Adding Some Loughnane Flair

A straight migration would’ve been boring. I didn’t just want a faster Jekyll - I wanted something that felt alive. Enter the <Grainient> component.

I found it on ReactBits - a curated collection of animated React components. Grainient renders an animated WebGL gradient with procedural grain and noise effects using a custom GLSL fragment shader. It takes colour inputs and warps them through sine-wave distortions with tuneable frequency, strength, and speed. The result is a flowing, organic gradient that gives the site a bit of personality.
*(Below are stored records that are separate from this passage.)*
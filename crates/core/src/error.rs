//! Error taxonomy for the forecasting pipeline.
//!
//! Malformed input is recovered locally at ingestion by excluding the
//! offending record; everything else here is fatal and stops the pipeline
//! before a simulation summary exists.

use thiserror::Error;

/// Errors raised across the forecasting pipeline.
#[derive(Error, Debug)]
pub enum ForecastError {
    /// A record that cannot be interpreted (unparseable date, out-of-range
    /// percentage or grade, missing field). Ingestion excludes the record and
    /// counts it; this variant never substitutes a guessed value.
    #[error("malformed input: {0}")]
    MalformedInput(String),

    /// A region carries an estimate but has no electoral-vote allocation.
    /// Skipping it silently would corrupt the national vote total, so this is
    /// fatal before simulation.
    #[error("region {region:?} has no entry in the electoral-vote table")]
    MissingRegionMapping {
        /// Region present in the estimates but absent from the vote table.
        region: String,
    },

    /// The electoral-vote table does not sum to the expected national total.
    #[error("electoral-vote total is {actual}, expected {expected}")]
    InvariantViolation {
        /// Configured national total.
        expected: u32,
        /// Total computed from the table.
        actual: u32,
    },

    /// A region in the electoral-vote table has neither a poll-derived
    /// estimate nor an assumption entry. An incomplete map cannot produce a
    /// valid national outcome.
    #[error("region {region:?} has no poll-derived estimate and no assumption entry")]
    EmptyRegionSet {
        /// Region without any estimate.
        region: String,
    },

    /// Simulation parameters rejected before any random draw.
    #[error("invalid simulation configuration: {0}")]
    SimulationConfig(String),

    /// IO failure surfaced from a collaborator.
    #[error("IO error: {0}")]
    Io(#[from] std::io::Error),
}
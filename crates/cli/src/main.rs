use clap::{Parser, Subcommand};

mod commands;
mod pipeline;
mod presets;
mod render;

use commands::{EstimatesArgs, ForecastArgs, HistoryArgs};

#[derive(Parser)]
#[command(name = "electcast")]
#[command(about = "Two-candidate electoral forecast from opinion polls", long_about = None)]
struct Cli {
    #[command(subcommand)]
    command: Commands,
}

#[derive(Subcommand)]
enum Commands {
    /// Aggregate polls and simulate the electoral outcome
    Forecast(ForecastArgs),
    /// Show per-region estimates without simulating
    Estimates(EstimatesArgs),
    /// Show recorded forecast runs
    History(HistoryArgs),
}

fn main() -> anyhow::Result<()> {
    tracing_subscriber::fmt()
        .with_env_filter(
            tracing_subscriber::EnvFilter::try_from_default_env()
                .unwrap_or_else(|_| tracing_subscriber::EnvFilter::new("info")),
        )
        .init();

    let cli = Cli::parse();
    match cli.command {
        Commands::Forecast(args) => commands::run_forecast(args),
        Commands::Estimates(args) => commands::run_estimates(args),
        Commands::History(args) => commands::run_history(args),
    }
}
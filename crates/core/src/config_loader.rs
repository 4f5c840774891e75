use crate::config::AppConfig;
use anyhow::Result;
use figment::{
    providers::{Env, Format, Json, Serialized, Toml},
    Figment,
};

pub struct ConfigLoader;

impl ConfigLoader {
    /// Loads application configuration by merging built-in defaults, TOML,
    /// environment variables, and JSON.
    ///
    /// # Errors
    ///
    /// Returns an error if configuration files cannot be read or parsed.
    pub fn load() -> Result<AppConfig> {
        Self::load_from("config/Electcast.toml")
    }

    /// Loads application configuration from a specific TOML file.
    ///
    /// # Errors
    ///
    /// Returns an error if configuration files cannot be read or parsed.
    pub fn load_from(path: &str) -> Result<AppConfig> {
        let config: AppConfig = Figment::from(Serialized::defaults(AppConfig::default()))
            .merge(Toml::file(path))
            .merge(Env::prefixed("ELECTCAST_"))
            .join(Json::file("config/Electcast.json"))
            .extract()?;

        Ok(config)
    }
}
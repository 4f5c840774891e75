//! Built-in tables for the 2024 US presidential contest.
//!
//! These are defaults, not constants baked into the model: the configuration
//! can replace any of them, and tests substitute toy maps.

use electcast_core::ElectoralMap;
use electcast_model::AssumptionOverlay;
use std::collections::BTreeMap;

/// Electoral-vote allocations, split-vote district seats included. Sums to
/// 538; the total is still validated at startup like any configured table.
#[must_use]
pub fn electoral_map() -> ElectoralMap {
    ElectoralMap::from_iter([
        ("Alabama", 9u32),
        ("Alaska", 3),
        ("Arizona", 11),
        ("Arkansas", 6),
        ("California", 54),
        ("Colorado", 10),
        ("Connecticut", 7),
        ("Delaware", 3),
        ("District of Columbia", 3),
        ("Florida", 30),
        ("Georgia", 16),
        ("Hawaii", 4),
        ("Idaho", 4),
        ("Illinois", 19),
        ("Indiana", 11),
        ("Iowa", 6),
        ("Kansas", 6),
        ("Kentucky", 8),
        ("Louisiana", 8),
        ("Maine", 2),
        ("Maine CD-1", 1),
        ("Maine CD-2", 1),
        ("Maryland", 10),
        ("Massachusetts", 11),
        ("Michigan", 15),
        ("Minnesota", 10),
        ("Mississippi", 6),
        ("Missouri", 10),
        ("Montana", 4),
        ("Nebraska", 2),
        ("Nebraska CD-1", 1),
        ("Nebraska CD-2", 1),
        ("Nebraska CD-3", 1),
        ("Nevada", 6),
        ("New Hampshire", 4),
        ("New Jersey", 14),
        ("New Mexico", 5),
        ("New York", 28),
        ("North Carolina", 16),
        ("North Dakota", 3),
        ("Ohio", 17),
        ("Oklahoma", 7),
        ("Oregon", 8),
        ("Pennsylvania", 19),
        ("Rhode Island", 4),
        ("South Carolina", 9),
        ("South Dakota", 3),
        ("Tennessee", 11),
        ("Texas", 40),
        ("Utah", 6),
        ("Vermont", 3),
        ("Virginia", 13),
        ("Washington", 12),
        ("West Virginia", 4),
        ("Wisconsin", 10),
        ("Wyoming", 3),
    ])
}

/// Fixed support pairs for regions whose polling is too thin to aggregate.
#[must_use]
pub fn assumption_overlay() -> AssumptionOverlay {
    let mut overlay = AssumptionOverlay::new();
    overlay.insert("District of Columbia", 6.7, 90.0);
    overlay.insert("Hawaii", 30.7, 63.4);
    overlay.insert("Delaware", 39.77, 58.74);
    overlay.insert("Nebraska CD-2", 45.6, 52.4);
    overlay.insert("Nebraska CD-1", 56.4, 41.3);
    overlay.insert("Nebraska CD-3", 75.6, 22.4);
    overlay
}

/// Postal codes for statewide units; district seats have no code and render
/// with a blank column.
#[must_use]
pub fn region_codes() -> BTreeMap<&'static str, &'static str> {
    BTreeMap::from([
        ("Alabama", "AL"),
        ("Alaska", "AK"),
        ("Arizona", "AZ"),
        ("Arkansas", "AR"),
        ("California", "CA"),
        ("Colorado", "CO"),
        ("Connecticut", "CT"),
        ("Delaware", "DE"),
        ("District of Columbia", "DC"),
        ("Florida", "FL"),
        ("Georgia", "GA"),
        ("Hawaii", "HI"),
        ("Idaho", "ID"),
        ("Illinois", "IL"),
        ("Indiana", "IN"),
        ("Iowa", "IA"),
        ("Kansas", "KS"),
        ("Kentucky", "KY"),
        ("Louisiana", "LA"),
        ("Maine", "ME"),
        ("Maryland", "MD"),
        ("Massachusetts", "MA"),
        ("Michigan", "MI"),
        ("Minnesota", "MN"),
        ("Mississippi", "MS"),
        ("Missouri", "MO"),
        ("Montana", "MT"),
        ("Nebraska", "NE"),
        ("Nevada", "NV"),
        ("New Hampshire", "NH"),
        ("New Jersey", "NJ"),
        ("New Mexico", "NM"),
        ("New York", "NY"),
        ("North Carolina", "NC"),
        ("North Dakota", "ND"),
        ("Ohio", "OH"),
        ("Oklahoma", "OK"),
        ("Oregon", "OR"),
        ("Pennsylvania", "PA"),
        ("Rhode Island", "RI"),
        ("South Carolina", "SC"),
        ("South Dakota", "SD"),
        ("Tennessee", "TN"),
        ("Texas", "TX"),
        ("Utah", "UT"),
        ("Vermont", "VT"),
        ("Virginia", "VA"),
        ("Washington", "WA"),
        ("West Virginia", "WV"),
        ("Wisconsin", "WI"),
        ("Wyoming", "WY"),
    ])
}

#[cfg(test)]
mod tests {
    use super::*;

    #[test]
    fn preset_map_sums_to_538() {
        let map = electoral_map();

        assert_eq!(map.total(), 538);
        assert!(map.validate_total(538).is_ok());
        assert_eq!(map.majority_threshold(), 270);
    }

    #[test]
    fn split_vote_states_carry_statewide_and_district_seats() {
        let map = electoral_map();

        assert_eq!(map.votes("Maine"), Some(2));
        assert_eq!(map.votes("Maine CD-1"), Some(1));
        assert_eq!(map.votes("Maine CD-2"), Some(1));
        assert_eq!(map.votes("Nebraska"), Some(2));
        assert_eq!(map.votes("Nebraska CD-3"), Some(1));
    }

    #[test]
    fn overlay_regions_all_have_vote_allocations() {
        let map = electoral_map();
        let overlay = assumption_overlay();

        for region in overlay.regions() {
            assert!(map.contains(region), "overlay region {region} not in map");
        }
    }
}
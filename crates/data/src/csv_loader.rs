//! Poll CSV ingestion.
//!
//! Input is a flat poll export with one row per (poll instance, candidate).
//! End dates use the locale format `%m/%d/%y`, parsed with an explicit format
//! string. Rows that cannot be interpreted (unparseable date, out-of-range
//! percentage or grade, missing field) are excluded and counted; a malformed
//! record never becomes a zero-weighted or guessed-value record.

use anyhow::{Context, Result};
use chrono::NaiveDate;
use electcast_core::{ForecastError, PollRecord};
use serde::Deserialize;
use std::path::Path;
use tracing::{info, warn};

/// Explicit date format of the poll export's end-date column.
pub const POLL_DATE_FORMAT: &str = "%m/%d/%y";

/// Counters from one ingestion pass.
#[derive(Debug, Clone, Copy, Default, PartialEq, Eq)]
pub struct IngestReport {
    /// Data rows read from the file.
    pub rows_read: usize,
    /// Rows excluded as malformed.
    pub rows_excluded: usize,
}

/// One raw CSV row. Extra columns in the export are ignored.
#[derive(Debug, Deserialize)]
struct RawPollRow {
    state: String,
    end_date: String,
    candidate_name: String,
    pct: Option<f64>,
    numeric_grade: Option<f64>,
    question_id: Option<String>,
}

/// Loads poll records from a CSV file.
///
/// # Errors
///
/// Returns an error if the file cannot be opened or read. Malformed rows are
/// not errors at this level: they are excluded, logged, and counted in the
/// report.
pub fn load_poll_records(path: &Path) -> Result<(Vec<PollRecord>, IngestReport)> {
    let mut reader = csv::Reader::from_path(path)
        .with_context(|| format!("failed to open poll CSV: {}", path.display()))?;

    let mut records = Vec::new();
    let mut report = IngestReport::default();
    for row in reader.deserialize::<RawPollRow>() {
        report.rows_read += 1;
        let parsed = row
            .map_err(|e| ForecastError::MalformedInput(e.to_string()))
            .and_then(parse_row);
        match parsed {
            Ok(record) => records.push(record),
            Err(err) => {
                report.rows_excluded += 1;
                warn!(row = report.rows_read, %err, "excluding malformed poll row");
            }
        }
    }

    info!(
        path = %path.display(),
        kept = records.len(),
        excluded = report.rows_excluded,
        "loaded poll records"
    );
    Ok((records, report))
}

fn parse_row(row: RawPollRow) -> Result<PollRecord, ForecastError> {
    if row.state.is_empty() {
        return Err(ForecastError::MalformedInput("missing region".to_string()));
    }
    if row.candidate_name.is_empty() {
        return Err(ForecastError::MalformedInput(
            "missing candidate name".to_string(),
        ));
    }

    let observation_date = NaiveDate::parse_from_str(&row.end_date, POLL_DATE_FORMAT)
        .map_err(|_| {
            ForecastError::MalformedInput(format!("unparseable end date {:?}", row.end_date))
        })?;

    let support_pct = row
        .pct
        .ok_or_else(|| ForecastError::MalformedInput("missing support percentage".to_string()))?;
    if !(0.0..=100.0).contains(&support_pct) {
        return Err(ForecastError::MalformedInput(format!(
            "support {support_pct} outside [0, 100]"
        )));
    }

    let source_quality = row
        .numeric_grade
        .ok_or_else(|| ForecastError::MalformedInput("missing pollster grade".to_string()))?;
    if !(0.0..=3.0).contains(&source_quality) {
        return Err(ForecastError::MalformedInput(format!(
            "grade {source_quality} outside [0, 3]"
        )));
    }

    let sample_group_id = row
        .question_id
        .filter(|id| !id.is_empty())
        .ok_or_else(|| ForecastError::MalformedInput("missing question id".to_string()))?;

    Ok(PollRecord::new(
        row.state,
        observation_date,
        row.candidate_name,
        support_pct,
        source_quality,
        sample_group_id,
    ))
}
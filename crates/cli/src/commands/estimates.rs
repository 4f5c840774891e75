//! Estimates CLI command.
//!
//! Aggregates polls and applies the assumption overlay, then prints the
//! per-region table without simulating. Useful for eyeballing the aggregation
//! before committing to a run, or for comparing grouping modes.

use anyhow::{Context, Result};
use chrono::{Local, NaiveDate};
use clap::Args;
use electcast_core::ConfigLoader;
use std::path::Path;

use crate::pipeline;
use crate::presets;
use crate::render::EstimateTableFormatter;

/// Arguments for the estimates command.
#[derive(Args, Debug, Clone)]
pub struct EstimatesArgs {
    /// Config file path
    #[arg(short, long, default_value = "config/Electcast.toml")]
    pub config: String,

    /// Poll CSV path (overrides the configured path)
    #[arg(long)]
    pub polls: Option<String>,

    /// Reference date for poll aging, YYYY-MM-DD (defaults to today)
    #[arg(long)]
    pub as_of: Option<NaiveDate>,

    /// Aggregation mode: per-poll-instance or per-candidate
    #[arg(long)]
    pub mode: Option<String>,
}

/// Runs the estimates command.
///
/// # Errors
/// Returns an error if the config or poll CSV cannot be read, or the mode
/// string is unknown.
pub fn run_estimates(args: EstimatesArgs) -> Result<()> {
    let mut config = ConfigLoader::load_from(&args.config)?;
    if let Some(mode) = args.mode {
        config.aggregation.mode = mode;
    }
    let reference_date = args.as_of.unwrap_or_else(|| Local::now().date_naive());
    let polls_path = args.polls.unwrap_or_else(|| config.paths.polls_csv.clone());

    let map = pipeline::electoral_map(&config)?;
    let estimates = pipeline::build_estimates(&config, Path::new(&polls_path), reference_date)
        .with_context(|| format!("failed to build estimates from {polls_path}"))?;

    let pair = pipeline::candidate_pair(&config);
    let codes = presets::region_codes();
    println!(
        "{}",
        EstimateTableFormatter::format(&estimates, &map, &codes, &pair)
    );
    println!(
        "{} regions estimated ({} mode)",
        estimates.len(),
        config.aggregation.mode
    );

    Ok(())
}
It sits behind the hero header, the navigation bar, and the footer - bookending every page with those deep maroon and burgundy tones that tie the whole design together. In Astro, dropping in a React component is trivial - just add the React integration, use client:load to hydrate it, and the WebGL canvas comes to life while the rest of the page stays static. Astro’s bread and butter.

The Migration

The actual migration was surprisingly smooth. The biggest job was converting Jekyll’s YAML front matter format to Astro’s - which turned out to be nearly identical. Blog posts moved across almost unchanged. The layout system needed a rewrite, but Astro’s .astro component syntax is intuitive if you’ve worked with JSX before. Tailwind replaced the old SCSS, and the result is a leaner, faster stylesheet with better developer experience.

Deployment stayed on GitHub Pages, just swapped from Jekyll’s built-in support to a GitHub Actions workflow that runs npm run build and deploys the output. Same URL, same hosting, better build.

Was It Worth It?

Absolutely. The developer experience is better, and I actually enjoy working on it again. Astro’s approach of shipping minimal JavaScript while still supporting modern component patterns is exactly right for a content site like this. The build is quick, the output is clean, and when I want to do something fun - like throw a WebGL shader behind the header - I can do it easily.

This site has always been where I try things out. Jekyll served its purpose, but it was time for something new. Astro fits how I build things now, and the Grainient component is compleltely unnecessary but oh so cool touch - that I don’t think I could justify in a random project but: a personal site - throw it in.